:: Records for this task ::
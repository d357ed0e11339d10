//! User service layer.
//!
//! Account creation goes through the identity provider. Lookup and removal are
//! self-service: a user can only read or delete their own account.

#[cfg(test)]
mod tests;

use sea_orm::DatabaseConnection;

use crate::{
    model::user::{RegisterUserRequest, UserDto},
    server::{
        data::user::UserRepository,
        error::{identity::IdentityError, user::UserError, validation::ValidationError, Error},
        identity::{IdentityProvider, NewAccount},
        util::validation::normalize_and_validate,
    },
};

pub struct UserService<'a> {
    db: &'a DatabaseConnection,
    identity: &'a dyn IdentityProvider,
}

impl<'a> UserService<'a> {
    /// Creates a new instance of [`UserService`]
    pub fn new(db: &'a DatabaseConnection, identity: &'a dyn IdentityProvider) -> Self {
        Self { db, identity }
    }

    /// Creates a new user account.
    ///
    /// # Returns
    /// - `Ok(UserDto)` - The created user
    /// - `Err(Error::ValidationError)` - Request failed validation, the email is taken, or the
    ///   password does not meet the password policy
    pub async fn register_user(&self, mut request: RegisterUserRequest) -> Result<UserDto, Error> {
        normalize_and_validate(&mut request)?;

        let account = NewAccount {
            email: request.email,
            password: request.password,
            first_name: request.first_name,
            last_name: request.last_name,
        };

        let user = match self.identity.create_account(account).await {
            Ok(user) => user,
            Err(Error::IdentityError(IdentityError::Rejected(errors))) => {
                return Err(ValidationError { errors }.into());
            }
            Err(e) => return Err(e),
        };

        tracing::info!(user_id = %user.id, "Registered user");

        Ok(user.into())
    }

    /// Gets the requester's own account.
    ///
    /// # Returns
    /// - `Ok(UserDto)` - The user
    /// - `Err(Error::UserError(NotSelf))` - Requester asked for another user's account
    /// - `Err(Error::UserError(NotFound))` - User does not exist
    pub async fn get_user(&self, requester_id: i32, user_id: i32) -> Result<UserDto, Error> {
        ensure_self(requester_id, user_id)?;

        let user = UserRepository::new(self.db)
            .get(user_id)
            .await?
            .ok_or(UserError::NotFound(user_id))?;

        Ok(user.into())
    }

    /// Deletes the requester's own account along with their shelter, pets, roles, and
    /// adoption applications.
    pub async fn remove_user(&self, requester_id: i32, user_id: i32) -> Result<(), Error> {
        ensure_self(requester_id, user_id)?;

        let result = UserRepository::new(self.db).delete(user_id).await?;
        if result.rows_affected == 0 {
            return Err(UserError::NotFound(user_id).into());
        }

        tracing::info!(user_id = %user_id, "Removed user");

        Ok(())
    }
}

fn ensure_self(requester_id: i32, user_id: i32) -> Result<(), UserError> {
    if requester_id != user_id {
        return Err(UserError::NotSelf {
            user_id,
            requester_id,
        });
    }

    Ok(())
}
:::
[Exercise directions]
Write out the material above exactly and in full.

[Solved exercise]
repository d357ed0e11339d10
//! User service layer.
//!
//! Account creation goes through the identity provider. Lookup and removal are
//! self-service: a user can only read or delete their own account.

#[cfg(test)]
mod tests;

use sea_orm::DatabaseConnection;

use crate::{
    model::user::{RegisterUserRequest, UserDto},
    server::{
        data::user::UserRepository,
        error::{identity::IdentityError, user::UserError, validation::ValidationError, Error},
        identity::{IdentityProvider, NewAccount},
        util::validation::normalize_and_validate,
    },
};

pub struct UserService<'a> {
    db: &'a DatabaseConnection,
    identity: &'a dyn IdentityProvider,
}

impl<'a> UserService<'a> {
    /// Creates a new instance of [`UserService`]
    pub fn new(db: &'a DatabaseConnection, identity: &'a dyn IdentityProvider) -> Self {
        Self { db, identity }
    }

    /// Creates a new user account.
    ///
    /// # Returns
    /// - `Ok(UserDto)` - The created user
    /// - `Err(Error::ValidationError)` - Request failed validation, the email is taken, or the
    ///   password does not meet the password policy
    pub async fn register_user(&self, mut request: RegisterUserRequest) -> Result<UserDto, Error> {
        normalize_and_validate(&mut request)?;

        let account = NewAccount {
            email: request.email,
            password: request.password,
            first_name: request.first_name,
            last_name: request.last_name,
        };

        let user = match self.identity.create_account(account).await {
            Ok(user) => user,
            Err(Error::IdentityError(IdentityError::Rejected(errors))) => {
                return Err(ValidationError { errors }.into());
            }
            Err(e) => return Err(e),
        };

        tracing::info!(user_id = %user.id, "Registered user");

        Ok(user.into())
    }

    /// Gets the requester's own account.
    ///
    /// # Returns
    /// - `Ok(UserDto)` - The user
    /// - `Err(Error::UserError(NotSelf))` - Requester asked for another user's account
    /// - `Err(Error::UserError(NotFound))` - User does not exist
    pub async fn get_user(&self, requester_id: i32, user_id: i32) -> Result<UserDto, Error> {
        ensure_self(requester_id, user_id)?;

        let user = UserRepository::new(self.db)
            .get(user_id)
            .await?
            .ok_or(UserError::NotFound(user_id))?;

        Ok(user.into())
    }

    /// Deletes the requester's own account along with their shelter, pets, roles, and
    /// adoption applications.
    pub async fn remove_user(&self, requester_id: i32, user_id: i32) -> Result<(), Error> {
        ensure_self(requester_id, user_id)?;

        let result = UserRepository::new(self.db).delete(user_id).await?;
        if result.rows_affected == 0 {
            return Err(UserError::NotFound(user_id).into());
        }

        tracing::info!(user_id = %user_id, "Removed user");

        Ok(())
    }
}

fn ensure_self(requester_id: i32, user_id: i32) -> Result<(), UserError> {
    if requester_id != user_id {
        return Err(UserError::NotSelf {
            user_id,
            requester_id,
        });
    }

    Ok(())
}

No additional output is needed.